# Hunter safety number



## tom_the_chemist

I took hunter safety in Michigan when I was 10 or 11. Now I am 32 and want to apply for tags out of state. How do I go about finding my hunter safety number? Is it my drivers license number?

I tried doing a search on the forum and couldn't find anything.


----------



## U D

Contact Michigan DNR. they will have a record of it for you.


----------



## WMU05

The dnr will replace your card for you, which will have the number on it. You need that card on your person to hunt in some states. I had to do this a couple years ago. Received the new card in a couple weeks. Search their website and you'll find where to make the request.


----------



## Buckbaker

I took hunter safety many many years ago. When I needed my certificate for an out of state hunt, it couldn't be found. My class was well before computer records. I simply made an appointment at a DNR office and retook the test. 15 minutes and I was good to go. I assume you can still do that if they can't find your record.


----------



## FireDoc66

Should be in my signature line....

There you go:


----------



## tom_the_chemist

Thanks everyone. I requested a new certificate. Hopefully the state can find my records. Thanks again.


----------



## dhosera

Its your social #....FYI


----------



## dead short

It could be your social sec number if you took it a long time ago. They've used a different number for quite a while now.


----------



## maverick II

I work with the dnr and a hunter safety instuctor, here's my number 989 714 8087 give me a call an I my be able to help with both, out of state tags and your hunter safety number. The best time to reach me is after 4pm during the week.


----------



## tom_the_chemist

dhosera said:


> Its your social #....FYI


Just to follow up on this, I received my card within 7 days of submitting the request. It is indeed my social security number.


----------



## Buckbaker

tom_the_chemist said:


> Just to follow up on this, I received my card within 7 days of submitting the request. It is indeed my social security number.


Keep it in a safe place so you don't have to replace it again. I keep mine in my gun safe.


----------



## imjon

tom_the_chemist said:


> Just to follow up on this, I received my card within 7 days of submitting the request. It is indeed my social security number.

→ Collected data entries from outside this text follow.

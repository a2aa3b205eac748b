//! Seed generator for the per-partition hash seeds.

use rand::{RngCore, SeedableRng};

const MODULUS: u64 = 2_147_483_647; // 2^31 - 1
const MULTIPLIER: u64 = 16_807;

/// Park–Miller "minimal standard" Lehmer generator.
///
/// Small, deterministic and owned by the caller: every draw advances the
/// state, so consecutive construction attempts get fresh seeds. Any other
/// [`RngCore`] works with [`crate::Hypergraph::map`] as well.
#[derive(Debug, Clone, PartialEq, Eq)]
pub struct MinStdRand {
    state: u32,
}

impl MinStdRand {
    pub fn new(seed: u32) -> Self {
        // 0 and multiples of the modulus are fixed points.
        let state = (seed as u64 % MODULUS) as u32;
        Self { state: if state == 0 { 1 } else { state } }
    }

    /// Current state; the value most recently returned by `next_u32`.
    pub fn state(&self) -> u32 {
        self.state
    }
}

impl Default for MinStdRand {
    fn default() -> Self {
        Self::new(1)
    }
}

impl RngCore for MinStdRand {
    #[inline]
    fn next_u32(&mut self) -> u32 {
        self.state = (self.state as u64 * MULTIPLIER % MODULUS) as u32;
        self.state
    }

    fn next_u64(&mut self) -> u64 {
        let hi = self.next_u32() as u64;
        let lo = self.next_u32() as u64;
        (hi << 32) | lo
    }

    fn fill_bytes(&mut self, dest: &mut [u8]) {
        for chunk in dest.chunks_mut(4) {
            let bytes = self.next_u32().to_le_bytes();
            chunk.copy_from_slice(&bytes[..chunk.len()]);
        }
    }

    fn try_fill_bytes(&mut self, dest: &mut [u8]) -> Result<(), rand::Error> {
        self.fill_bytes(dest);
        Ok(())
    }
}

impl SeedableRng for MinStdRand {
    type Seed = [u8; 4];

    fn from_seed(seed: Self::Seed) -> Self {
        Self::new(u32::from_le_bytes(seed))
    }
}

#[cfg(test)]
mod tests {
    use super::*;

    #[test]
    fn minimal_standard_sequence() {
        let mut rng = MinStdRand::new(1);
        assert_eq!(rng.next_u32(), 16_807);
        assert_eq!(rng.next_u32(), 282_475_249);
        assert_eq!(rng.next_u32(), 1_622_650_073);
        assert_eq!(rng.state(), 1_622_650_073);
    }

    #[test]
    fn zero_seed_is_remapped() {
        assert_eq!(MinStdRand::new(0), MinStdRand::new(1));
        assert_eq!(MinStdRand::new(MODULUS as u32), MinStdRand::new(1));
    }

    #[test]
    fn seedable_matches_new() {
        let a = MinStdRand::from_seed(42u32.to_le_bytes());
        assert_eq!(a, MinStdRand::new(42));
    }

    #[test]
    fn fill_bytes_handles_partial_chunks() {
        let mut a = MinStdRand::new(9);
        let mut b = MinStdRand::new(9);
        let mut buf = [0u8; 7];
        a.fill_bytes(&mut buf);
        let first = b.next_u32().to_le_bytes();
        let second = b.next_u32().to_le_bytes();
        assert_eq!(&buf[..4], &first);
        assert_eq!(&buf[4..], &second[..3]);
    }
}
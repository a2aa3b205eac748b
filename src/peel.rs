//! Acyclicity check by peeling.
//!
//! A vertex of degree 1 pins its only edge: that edge can be removed and
//! solved last. Removing it may drop neighbours to degree 1, which are peeled
//! in turn. The graph is acyclic iff every edge gets removed, i.e. its 2-core
//! is empty. The recursion is driven by an explicit worklist, so stack depth
//! does not grow with `n`.

use log::trace;

use crate::graph::{Hypergraph, NIL};

impl Hypergraph {
    /// Peels the graph, recording removed edges in [`removed`](Self::removed).
    ///
    /// Returns the number of edges removed by this run. The adjacency lists
    /// are consumed: running it again on a fully peeled graph removes nothing.
    pub fn peel(&mut self) -> usize {
        self.removed.clear();
        self.worklist.clear();
        for v in 0..self.vertices.len() {
            if self.vertices[v].degree == 1 {
                self.worklist.push(v);
                self.drain_worklist();
            }
        }
        trace!("peeled {} of {} edges", self.removed.len(), self.n);
        self.removed.len()
    }

    fn drain_worklist(&mut self) {
        let r = self.r as usize;
        while let Some(v) = self.worklist.pop() {
            // Degree may have dropped to 0 since `v` was queued.
            if self.vertices[v].degree != 1 {
                continue;
            }
            let e = self.vertices[v].first_edge;
            self.remove_edge(e);
            // Reverse push keeps partition 0 on top, matching depth-first recursion.
            for p in (0..r).rev() {
                let w = self.vertex_of(e, p);
                if self.vertices[w].degree == 1 {
                    self.worklist.push(w);
                }
            }
        }
    }

    /// Unlinks `e` from all of its vertices and appends it to the removal sequence.
    fn remove_edge(&mut self, e: usize) {
        let r = self.r as usize;
        self.removed.push(e);
        for p in 0..r {
            let w = self.vertex_of(e, p);
            let after = self.next_edge[e * r + p];
            let head = self.vertices[w].first_edge;
            if head == e {
                self.vertices[w].first_edge = after;
            } else {
                let mut cur = head;
                loop {
                    debug_assert_ne!(cur, NIL, "edge {e} missing from vertex {w}");
                    let link = cur * r + p;
                    if self.next_edge[link] == e {
                        self.next_edge[link] = after;
                        break;
                    }
                    cur = self.next_edge[link];
                }
            }
            self.vertices[w].degree -= 1;
        }
    }

    #[inline]
    fn vertex_of(&self, e: usize, p: usize) -> usize {
        p * self.component_size + self.coords[e * self.r as usize + p] as usize
    }
}

#[cfg(test)]
mod tests {
    use crate::error::OpmphmError;
    use crate::graph::Hypergraph;

    fn graph(r: u8, n: usize, c: f64, coords: &[u32]) -> (Hypergraph, Result<(), OpmphmError>) {
        let mut g = Hypergraph::new(r, n, c).unwrap();
        let res = g.map_coordinates(coords);
        (g, res)
    }

    #[test]
    fn chain_peels_completely() {
        // component size 2: e0 = (0,0,0), e1 = (1,0,1), e2 = (1,1,0)
        let (g, res) = graph(3, 3, 1.35, &[0, 0, 0, 1, 0, 1, 1, 1, 0]);
        res.unwrap();
        assert!(g.is_acyclic());
        let mut seen = g.removed().to_vec();
        seen.sort_unstable();
        assert_eq!(seen, vec![0, 1, 2]);
        // e0 is the only edge on vertex (0, 0).
        assert_eq!(g.removed()[0], 0);
    }

    #[test]
    fn duplicate_edges_form_a_core() {
        let (g, res) = graph(3, 3, 1.35, &[1, 1, 1, 1, 1, 1, 1, 1, 1]);
        assert!(matches!(res, Err(OpmphmError::Cycle { removed: 0, n: 3 })));
        assert!(!g.is_acyclic());
    }

    #[test]
    fn core_survives_while_pendant_edges_peel() {
        // e0 and e1 share both vertices (a 2-cycle); e2 hangs off alone.
        let mut g = Hypergraph::new(2, 3, 2.0).unwrap();
        g.coords.copy_from_slice(&[0, 0, 0, 0, 1, 1]);
        for e in 0..3 {
            for p in 0..2 {
                let h = g.coords[e * 2 + p] as usize;
                let v = p * g.component_size + h;
                g.next_edge[e * 2 + p] = g.vertices[v].first_edge;
                g.vertices[v].first_edge = e;
                g.vertices[v].degree += 1;
            }
        }
        assert_eq!(g.peel(), 1);
        assert_eq!(g.removed(), &[2]);
        assert_eq!(g.degree(0, 0), 2);
        assert_eq!(g.degree(1, 0), 2);
    }

    #[test]
    fn degrees_drop_to_zero_after_full_peel() {
        let (g, res) = graph(3, 3, 1.35, &[0, 0, 0, 1, 0, 1, 1, 1, 0]);
        res.unwrap();
        for p in 0..3 {
            for h in 0..g.component_size() as u32 {
                assert_eq!(g.degree(p, h), 0);
            }
        }
        assert!(g.vertices.iter().all(|v| v.first_edge == super::NIL));
    }

    #[test]
    fn second_peel_is_a_no_op() {
        let (mut g, res) = graph(3, 3, 1.35, &[0, 0, 0, 1, 0, 1, 1, 1, 0]);
        res.unwrap();
        assert_eq!(g.peel(), 0);
        assert!(g.removed().is_empty());
    }

    #[test]
    fn single_edge_is_acyclic() {
        let (g, res) = graph(6, 1, 1.35, &[0; 6]);
        res.unwrap();
        assert_eq!(g.removed(), &[0]);
    }

    #[test]
    fn worklist_never_reallocates() {
        let n = 64;
        let r = 4usize;
        // A long chain: edge i shares partition-0 vertex with edge i+1 for even i.
        let mut coords = Vec::with_capacity(n * r);
        for i in 0..n {
            coords.push((i / 2) as u32);
            coords.extend(std::iter::repeat_n(i as u32, r - 1));
        }
        let mut g = Hypergraph::new(r as u8, n, r as f64).unwrap();
        let cap = g.worklist.capacity();
        g.map_coordinates(&coords).unwrap();
        assert_eq!(g.worklist.capacity(), cap);
    }
}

Request a new card with a new number. I had the same thing with the social security number. 
No reason for it to be on something like this card. DNR will issue a new one with a new number so you don't have to use the SS for some counter clerk to see and maybe steal.


----------



## birdhntr

I am bringing this thread back to life with a question.I was getting ready to take a spur of the moment trip and pulled out my Hunter Safety certificate and it is all filled in completely with the certificate number left blank.I am assuming that is because my social security number is my hunter certificate number. The Instructor # and instructors signature as well as mine are on the card and the same for the bottom portion of the card.Any input would be appreciated


----------



## Gamekeeper

birdhntr said:


> I am bringing this thread back to life with a question.I was getting ready to take a spur of the moment trip and pulled out my Hunter Safety certificate and it is all filled in completely with the certificate number left blank.I am assuming that is because my social security number is my hunter certificate number. The Instructor # and instructors signature as well as mine are on the card and the same for the bottom portion of the card.Any input would be appreciated


Hint
Buy your license on line
Use any number you wish when prompted
I can't remember who told me that about a certain western state


----------